◆ **Work instruction**: Every line with the string "DomainError" must be copied from the entries below.

(Stored data)

┌──

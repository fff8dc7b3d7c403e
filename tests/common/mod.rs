//! Common test utilities for integration tests
//!
//! Builds stores over a migrated in-memory database and wires them into
//! the cache-aside repository and the services.

#![allow(dead_code)]

use std::sync::Arc;
use std::time::Duration;

use roster::adapters::cache::{CachedUserRepository, SoftCache, UserCachePolicy};
use roster::adapters::sqlite::{create_migrated_test_pool, SqliteRelationStore, SqliteUserStore};
use roster::domain::ports::CacheClient;
use roster::{FriendService, SyncConfig, User, UserService};
use sqlx::SqlitePool;

/// Per-operation cache timeout used by the fixtures.
pub const CACHE_OP_TIMEOUT: Duration = Duration::from_millis(200);

/// Setup test logging
///
/// Call this at the beginning of tests that need logging.
pub fn setup_test_logging() {
    use tracing_subscriber::fmt;

    let _ = fmt()
        .with_test_writer()
        .with_max_level(tracing::Level::DEBUG)
        .try_init();
}

pub async fn test_pool() -> SqlitePool {
    create_migrated_test_pool().await.expect("Failed to create test database")
}

/// A cache-aside repository over `store`, talking to `cache`.
pub fn cached_repo<S>(store: Arc<S>, cache: Arc<dyn CacheClient>, policy: UserCachePolicy) -> CachedUserRepository<S>
where
    S: roster::UserStore,
{
    CachedUserRepository::new(store, SoftCache::new(cache, CACHE_OP_TIMEOUT), policy)
}

/// Services wired the way the application wires them, over one database
/// and the given cache.
pub struct Harness {
    pub pool: SqlitePool,
    pub users: UserService<CachedUserRepository<SqliteUserStore>>,
    pub friends: FriendService<CachedUserRepository<SqliteUserStore>, SqliteRelationStore>,
    pub relations: Arc<SqliteRelationStore>,
}

impl Harness {
    pub async fn new(cache: Arc<dyn CacheClient>) -> Self {
        Self::with_sync_limits(cache, SyncConfig::default()).await
    }

    pub async fn with_sync_limits(cache: Arc<dyn CacheClient>, limits: SyncConfig) -> Self {
        let pool = test_pool().await;
        let repo = Arc::new(cached_repo(
            Arc::new(SqliteUserStore::new(pool.clone())),
            cache,
            UserCachePolicy::default(),
        ));
        let relations = Arc::new(SqliteRelationStore::new(pool.clone()));

        Self {
            users: UserService::new(repo.clone()),
            friends: FriendService::new(repo, relations.clone(), limits),
            relations,
            pool,
        }
    }

    /// Register `count` users with distinct phone numbers.
    pub async fn register_many(&self, count: usize) -> Vec<User> {
        let mut users = Vec::with_capacity(count);
        for i in 0..count {
            let user = self
                .users
                .register(&format!("1380000{i:04}"), &format!("user{i}"), None)
                .await
                .expect("Failed to register user");
            users.push(user);
        }
        users
    }

    /// Force every relationship row of `owner` to the same version.
    pub async fn flatten_versions(&self, owner: &str, version: i64) {
        sqlx::query("UPDATE user_relations SET updated_at = ? WHERE owner_uuid = ?")
            .bind(version)
            .bind(owner)
            .execute(&self.pool)
            .await
            .expect("Failed to rewrite versions");
    }

    /// Highest version across the owner's relationships, 0 when none.
    pub async fn newest_version(&self, owner: &str) -> i64 {
        let (version,): (Option<i64>,) = sqlx::query_as("SELECT MAX(updated_at) FROM user_relations WHERE owner_uuid = ?")
            .bind(owner)
            .fetch_one(&self.pool)
            .await
            .expect("Failed to read versions");
        version.unwrap_or(0)
    }
}
//! Block list CLI commands.

use anyhow::Result;
use clap::{Args, Subcommand};

use super::friend::{RelationListOutput, RelationOutput};
use crate::cli::output::{output, ActionOutput};
use crate::domain::models::Page;
use crate::infrastructure::setup::AppContext;

#[derive(Args, Debug)]
pub struct BlockArgs {
    #[command(subcommand)]
    pub command: BlockCommands,
}

#[derive(Subcommand, Debug)]
pub enum BlockCommands {
    /// Block a user
    Add {
        owner: String,
        target: String,
    },
    /// Lift a block
    Remove {
        owner: String,
        target: String,
    },
    /// List users the owner has blocked
    List {
        owner: String,
        #[arg(long, default_value_t = 1)]
        page: u32,
        #[arg(long, default_value_t = 20)]
        size: u32,
    },
}

pub async fn execute(args: BlockArgs, ctx: &AppContext, json_mode: bool) -> Result<()> {
    let service = &ctx.friends;

    match args.command {
        BlockCommands::Add { owner, target } => {
            let relation = service.block(&owner, &target).await?;
            output(&RelationOutput::from(&relation), json_mode);
        }

        BlockCommands::Remove { owner, target } => {
            let lifted = service.unblock(&owner, &target).await?;
            let message = if lifted {
                format!("Unblocked {target}")
            } else {
                format!("{target} was not blocked")
            };
            output(&ActionOutput::new(lifted, message), json_mode);
        }

        BlockCommands::List { owner, page, size } => {
            let (relations, total) = service.list_blocked(&owner, Page::new(page, size)).await?;
            output(&RelationListOutput::new(&relations, total), json_mode);
        }
    }

    Ok(())
}
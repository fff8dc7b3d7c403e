//! SQLite database adapters for the roster store.

pub mod connection;
pub mod migrations;
pub mod relation_store;
pub mod user_store;

pub use connection::{open_memory_pool, open_pool, ConnectionError};
pub use migrations::{Migration, MigrationError, Migrator, MIGRATIONS};
pub use relation_store::SqliteRelationStore;
pub use user_store::SqliteUserStore;

use chrono::{DateTime, Utc};
use sqlx::SqlitePool;

use crate::domain::errors::{DomainError, DomainResult};
use crate::domain::models::DatabaseConfig;

/// Convert an epoch-millisecond column into a UTC timestamp.
pub fn parse_millis(ms: i64) -> DomainResult<DateTime<Utc>> {
    DateTime::from_timestamp_millis(ms)
        .ok_or_else(|| DomainError::SerializationError(format!("Timestamp out of range: {ms}")))
}

/// Current time in epoch milliseconds, the resolution stored in every
/// `created_at` / `updated_at` column.
pub fn now_millis() -> i64 {
    Utc::now().timestamp_millis()
}

#[derive(Debug, thiserror::Error)]
pub enum DatabaseError {
    #[error("Connection error: {0}")]
    Connection(#[from] ConnectionError),
    #[error("Migration error: {0}")]
    Migration(#[from] MigrationError),
}

/// Open the configured database and bring its schema up to date.
pub async fn initialize_database(config: &DatabaseConfig) -> Result<SqlitePool, DatabaseError> {
    let pool = open_pool(config).await?;
    Migrator::new(pool.clone()).run().await?;
    Ok(pool)
}

/// Fresh in-memory database with the schema applied.
pub async fn create_migrated_test_pool() -> Result<SqlitePool, DatabaseError> {
    let pool = open_memory_pool().await?;
    Migrator::new(pool.clone()).run().await?;
    Ok(pool)
}
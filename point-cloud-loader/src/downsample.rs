/// Deterministic voxel-grid point reduction
use std::collections::HashSet;
use std::sync::Arc;
use std::sync::atomic::{AtomicBool, Ordering};

use constants::downsampling::{
    COPY_PROGRESS_INTERVAL, MIN_AXIS_EXTENT, MIN_GRID_SIZE, SCAN_PROGRESS_INTERVAL,
    TARGET_POINTS, VOXEL_AXIS_BITS,
};

use crate::bounds::PointCloudBounds;
use crate::error::{LoadError, LoadResult};
use crate::point_set::{DEFAULT_COLOUR, PointSet};

const AXIS_MASK: u64 = (1 << VOXEL_AXIS_BITS) - 1;

/// Largest cell index an axis may produce without overflowing its key bits,
/// kept one below the mask so rounding at the far edge stays in range.
const MAX_AXIS_CELLS: f64 = (AXIS_MASK - 1) as f64;

/// Packed cell coordinates of a point relative to the grid origin.
#[derive(Debug, Clone, Copy, PartialEq, Eq, Hash)]
pub struct VoxelKey(pub u64);

/// Axis-aligned grid anchored at a bounding box minimum.
#[derive(Debug, Clone, Copy, PartialEq)]
pub struct VoxelGrid {
    pub origin: (f64, f64, f64),
    pub cell_size: f64,
    inv_cell_size: f64,
}

impl VoxelGrid {
    pub fn new(origin: (f64, f64, f64), cell_size: f64) -> Self {
        Self {
            origin,
            cell_size,
            inv_cell_size: 1.0 / cell_size,
        }
    }

    /// Grid sized so a uniformly filled bounding box yields about
    /// `target_points` occupied cells.
    pub fn for_bounds(bounds: &PointCloudBounds, target_points: usize) -> Self {
        Self::new(bounds.min(), grid_size_for(bounds, target_points))
    }

    /// Cell index per axis, floored relative to the origin.
    #[inline]
    pub fn cell(&self, p: [f32; 3]) -> (u64, u64, u64) {
        let axis =
            |c: f32, min: f64| ((c as f64 - min) * self.inv_cell_size).floor().max(0.0) as u64;
        (
            axis(p[0], self.origin.0),
            axis(p[1], self.origin.1),
            axis(p[2], self.origin.2),
        )
    }

    #[inline]
    pub fn key(&self, p: [f32; 3]) -> VoxelKey {
        let (cx, cy, cz) = self.cell(p);
        VoxelKey(
            (cx & AXIS_MASK)
                | ((cy & AXIS_MASK) << VOXEL_AXIS_BITS)
                | ((cz & AXIS_MASK) << (2 * VOXEL_AXIS_BITS)),
        )
    }
}

/// Voxel edge length for a point cloud extent and target count.
/// Never below 1mm, and never so small that an axis index needs more than
/// 21 bits.
pub fn grid_size_for(bounds: &PointCloudBounds, target_points: usize) -> f64 {
    let (dx, dy, dz) = bounds.dimensions();
    let volume = dx.max(MIN_AXIS_EXTENT) * dy.max(MIN_AXIS_EXTENT) * dz.max(MIN_AXIS_EXTENT);

    let grid_size = (volume / target_points.max(1) as f64).cbrt().max(MIN_GRID_SIZE);

    let max_extent = dx.max(dy).max(dz);
    grid_size.max(max_extent / MAX_AXIS_CELLS)
}

/// Result of a reduction pass
#[derive(Debug, Clone, PartialEq)]
pub struct DownsampleOutcome {
    pub points: PointSet,
    pub grid_size: f64,
    pub source_points: usize,
}

/// Keeps the first point that lands in each voxel cell.
#[derive(Debug, Clone)]
pub struct Downsampler {
    target_points: usize,
    cancel: Option<Arc<AtomicBool>>,
}

impl Default for Downsampler {
    fn default() -> Self {
        Self::new(TARGET_POINTS)
    }
}

impl Downsampler {
    pub fn new(target_points: usize) -> Self {
        Self {
            target_points,
            cancel: None,
        }
    }

    /// Abandon a running pass with [`LoadError::Cancelled`] once `cancel`
    /// is set. Checked at every progress report.
    pub fn with_cancel(mut self, cancel: Arc<AtomicBool>) -> Self {
        self.cancel = Some(cancel);
        self
    }

    fn check_cancelled(&self) -> LoadResult<()> {
        match &self.cancel {
            Some(flag) if flag.load(Ordering::Relaxed) => Err(LoadError::Cancelled),
            _ => Ok(()),
        }
    }

    pub fn target_points(&self) -> usize {
        self.target_points
    }

    /// Indices of kept points in input order.
    pub fn select(
        &self,
        positions: &[[f32; 3]],
        grid: &VoxelGrid,
        progress: &mut dyn FnMut(&str, f32),
    ) -> LoadResult<Vec<usize>> {
        let total = positions.len();
        let mut seen_cells: HashSet<VoxelKey> = HashSet::new();
        let mut kept = Vec::new();

        for (i, &p) in positions.iter().enumerate() {
            if seen_cells.insert(grid.key(p)) {
                kept.push(i);
            }

            if i % SCAN_PROGRESS_INTERVAL == 0 {
                self.check_cancelled()?;
                progress("Downsampling...", (i as f32 / total as f32) * 50.0);
            }
        }

        Ok(kept)
    }

    /// Reduce a point set to at most one point per occupied cell.
    /// The output keeps input order and always carries colours, white when
    /// the source had none.
    pub fn downsample(
        &self,
        set: &PointSet,
        progress: &mut dyn FnMut(&str, f32),
    ) -> LoadResult<DownsampleOutcome> {
        progress("Downsampling...", 0.0);

        let grid = VoxelGrid::for_bounds(&set.bounds(), self.target_points);
        let kept = self.select(&set.positions, &grid, progress)?;

        progress("Constructing geometry...", 50.0);

        let result_count = kept.len();
        let mut positions = Vec::with_capacity(result_count);
        let mut colors = Vec::with_capacity(result_count);
        let mut normals = set.normals.as_ref().map(|_| Vec::with_capacity(result_count));

        for (i, &src) in kept.iter().enumerate() {
            positions.push(set.positions[src]);
            colors.push(set.colors.as_ref().map_or(DEFAULT_COLOUR, |c| c[src]));
            if let (Some(out), Some(source)) = (normals.as_mut(), set.normals.as_ref()) {
                out.push(source[src]);
            }

            if i % COPY_PROGRESS_INTERVAL == 0 {
                self.check_cancelled()?;
                progress(
                    "Constructing geometry...",
                    50.0 + (i as f32 / result_count as f32) * 50.0,
                );
            }
        }

        progress(
            &format!(
                "Downsampled from {} to {} points",
                format_count(set.len()),
                format_count(result_count)
            ),
            100.0,
        );

        log::debug!(
            "Voxel grid {:.4} reduced {} points to {}",
            grid.cell_size,
            set.len(),
            result_count
        );

        Ok(DownsampleOutcome {
            points: PointSet::new(positions, Some(colors), normals),
            grid_size: grid.cell_size,
            source_points: set.len(),
        })
    }
}

/// Thousands separated count for progress messages.
pub fn format_count(n: usize) -> String {
    let digits = n.to_string();
    let mut out = String::with_capacity(digits.len() + digits.len() / 3);
    for (i, ch) in digits.chars().enumerate() {
        if i > 0 && (digits.len() - i) % 3 == 0 {
            out.push(',');
        }
        out.push(ch);
    }
    out
}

└──

◆ **Response box**:
use crate::domain::errors::{DomainError, DomainResult};
        .ok_or_else(|| DomainError::SerializationError(format!("Timestamp out of range: {ms}")))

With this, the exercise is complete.